The embodiment of the invention discloses a kind of programmable gate array chips, comprising: dynamic random memory module, logic module;Wherein, the dynamic random memory module includes the first substrate and the first metallic conductor for being set on first substrate;The logic module includes the second substrate and the second metallic conductor for being set on second substrate;First substrate of the dynamic random memory module and the second substrate attaching of the logic module are arranged, and the first metallic conductor of the dynamic random memory module and the conducting of the second metallic conductor of the logic module;The dynamic random memory module, for the access to be formed and logic module progress data interaction to be connected by first metallic conductor and second metallic conductor.The embodiment of the present invention also discloses a kind of data interactive method simultaneously.

Description

A kind of field programmable gate array chip and data interactive method
Technical field
The present invention relates to technical field of integrated circuits more particularly to a kind of field programmable gate array chip and data Exchange method.
Background technique
Field programmable gate array (Field-Programmable Gate Array, FPGA), is a kind of Programmable Part, designer can be realized quickly exploitation, be imitated by the connection structure and logic inside software tool change, configuration device True and test.
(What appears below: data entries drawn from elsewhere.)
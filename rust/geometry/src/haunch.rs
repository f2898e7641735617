// This Source Code Form is subject to the terms of the Mozilla Public
// License, v. 2.0. If a copy of the MPL was not distributed with this
// file, You can obtain one at https://mozilla.org/MPL/2.0/.

//! Haunch segmentation
//!
//! A haunched beam is modelled as up to three consecutive members
//! (START, CENTER, END), each with its own section. Zero-length zones are
//! omitted and the remaining segments are numbered in order.

use crate::error::{Error, Result};
use nalgebra::Point3;
use smallvec::SmallVec;
use stbifc_core::{ElementClass, ElementIdentity, HaunchSections, HaunchZone, LinearMember, SectionDescriptor};

/// One emitted sub-member of a haunched beam
#[derive(Debug, Clone, PartialEq)]
pub struct HaunchSegment {
    pub zone: HaunchZone,
    /// Position among the emitted segments
    pub index: usize,
    pub start: Point3<f64>,
    pub end: Point3<f64>,
    pub length: f64,
    pub section: SectionDescriptor,
    /// `{name}_{ZONE}` / `{tag}_{ZONE}`, keeping the parent's external id
    pub identity: ElementIdentity,
    /// Seed for the segment's derived GUID
    pub guid_seed: String,
}

impl HaunchSegment {
    #[inline]
    pub fn midpoint(&self) -> Point3<f64> {
        Point3::from((self.start.coords + self.end.coords) / 2.0)
    }
}

/// Splits haunched beams into per-zone segments
#[derive(Debug, Clone)]
pub struct HaunchSegmenter {
    tolerance: f64,
}

impl Default for HaunchSegmenter {
    fn default() -> Self {
        Self { tolerance: 1e-6 }
    }
}

impl HaunchSegmenter {
    pub fn new(tolerance: f64) -> Self {
        Self { tolerance }
    }

    /// Split `member` along its axis.
    ///
    /// Fails as a whole: either every non-empty zone gets a segment or no
    /// segment is returned.
    pub fn split(
        &self,
        member: &LinearMember,
        haunch: &HaunchSections,
    ) -> Result<SmallVec<[HaunchSegment; 3]>> {
        let class = ElementClass::Beam;
        let hs = haunch.haunch_start;
        let he = haunch.haunch_end;
        for (parameter, value) in [("haunch_start", hs), ("haunch_end", he)] {
            if !value.is_finite() || value < 0.0 {
                return Err(Error::parameter(class, parameter, format!("must not be negative, got {}", value)));
            }
        }

        let delta = member.end - member.start;
        let total = delta.norm();
        if total <= hs + he {
            return Err(Error::geometry(
                class,
                format!("length {} does not exceed haunch lengths {} + {}", total, hs, he),
            ));
        }
        let direction = delta / total;
        let center = total - hs - he;

        let mut segments = SmallVec::new();
        let mut offset = 0.0;
        for (zone, length) in [
            (HaunchZone::Start, hs),
            (HaunchZone::Center, center),
            (HaunchZone::End, he),
        ] {
            if length <= self.tolerance {
                continue;
            }
            let section = self.zone_section(haunch, zone)?;
            let index = segments.len();
            let start = member.start + direction * offset;
            // Snap the last segment onto the member end
            let end = if zone == HaunchZone::End || (zone == HaunchZone::Center && he <= self.tolerance) {
                member.end
            } else {
                member.start + direction * (offset + length)
            };
            offset += length;

            segments.push(HaunchSegment {
                zone,
                index,
                start,
                end,
                length,
                section: section.clone(),
                identity: segment_identity(&member.identity, zone),
                guid_seed: format!("{}_{}_{}", member.identity.seed(), zone.as_str(), index),
            });
        }

        tracing::debug!(
            member = %member.identity,
            segments = segments.len(),
            total,
            "haunch beam split"
        );
        Ok(segments)
    }

    fn zone_section<'h>(
        &self,
        haunch: &'h HaunchSections,
        zone: HaunchZone,
    ) -> Result<&'h SectionDescriptor> {
        if let Some(section) = haunch.section(zone) {
            return Ok(section);
        }
        // CENTER may borrow the section of an omitted (zero-length) haunch end
        let borrowed = match zone {
            HaunchZone::Center if haunch.haunch_start <= self.tolerance => {
                haunch.section(HaunchZone::Start)
            }
            HaunchZone::Center if haunch.haunch_end <= self.tolerance => {
                haunch.section(HaunchZone::End)
            }
            _ => None,
        };
        borrowed.ok_or_else(|| {
            Error::parameter(
                ElementClass::Beam,
                format!("section_{}", zone.as_str().to_ascii_lowercase()),
                format!("no section for the {} zone", zone.as_str()),
            )
        })
    }
}

fn segment_identity(parent: &ElementIdentity, zone: HaunchZone) -> ElementIdentity {
    ElementIdentity {
        name: format!("{}_{}", parent.name, zone.as_str()),
        tag: format!("{}_{}", parent.tag, zone.as_str()),
        external_id: parent.external_id.clone(),
    }
}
In practical applications, traditional fpga chip is normally based on Static RAM (Static Random- Access Memory, SRAM) structure.The basic structure of fpga chip based on SRAM memory as shown in Figure 1 is by 7 Divide and constitute, is respectively as follows: programmable input-output unit (Input Output Block, IOB), basic programmable logic cells It is (Configurable Logic Block, CLB), Clock management module (Digital Clock Manager, DCM), embedded RAM, interconnection resource abundant, embedded bottom functional unit (not shown) and embedded application specific hardware modules (are not shown in figure Out).Wherein, embedded RAM is SRAM.
In practical applications, the metal-oxide-semiconductor as used in the SRAM element in insertion FPGA is relatively more, so that fpga chip Area occupied it is relatively large, integrated level is low.Also, the limited storage space of included SRAM inside FPGA, as progress great Rong When measuring data storage, existing fpga chip is unable to satisfy system design considerations, needs FPGA combining completion with external RAM The storage of Large Volume Data, therefore, data transmission need to consume a large amount of time, and the speed of data processing is slower.
Summary of the invention
In order to solve the above technical problems, an embodiment of the present invention is intended to provide a kind of fpga chip and data interactive methods.
The technical scheme of the present invention is realized as follows:
In a first aspect, providing a kind of fpga chip, comprising: dynamic random memory module, logic module;Wherein,
The dynamic random memory module includes the first substrate and the first metallic conductor for being set on first substrate;
The logic module includes the second substrate and the second metallic conductor for being set on second substrate;
First substrate of the dynamic random memory module and the second substrate attaching of the logic module are arranged, and described First metallic conductor of dynamic random memory module and the second metallic conductor conducting of the logic module;
The dynamic random memory module, for shape to be connected by first metallic conductor and second metallic conductor At access and the logic module carry out data interaction.
Further, the first substrate is connected with second substrate by hybrid bonded mode.
Further, the material of first metallic conductor and the second metallic conductor is copper.
Further, the dynamic random memory module is configured as the internal memory array of the fpga chip.
Further, the logic module includes: complementary metal oxide semiconductor (Complementary Metal Oxide Semiconductor, CMOS) wafer.
Further, the dynamic memory module includes: dynamic RAM (Dynamic Random Access Memory, DRAM) wafer.
Further, it states in dynamic random memory module further include: imput output circuit.
Second aspect provides a kind of data interactive method, is applied to fpga chip, the fpga chip includes dynamic random Memory module and logic module, the dynamic random memory module include the first substrate and be set on first substrate the One metallic conductor;The logic module includes the second substrate and the second metallic conductor for being set on second substrate;It is described Dynamic random memory module is arranged by the second substrate attaching of first substrate and the logic module, and the dynamic with First metallic conductor of machine memory module and the second metallic conductor conducting of the logic module;
The described method includes:
It is formed by the first metallic conductor of dynamic random memory module and the second metallic conductor of the logic module Access, controls the logic module and the dynamic random memory module carries out data interaction.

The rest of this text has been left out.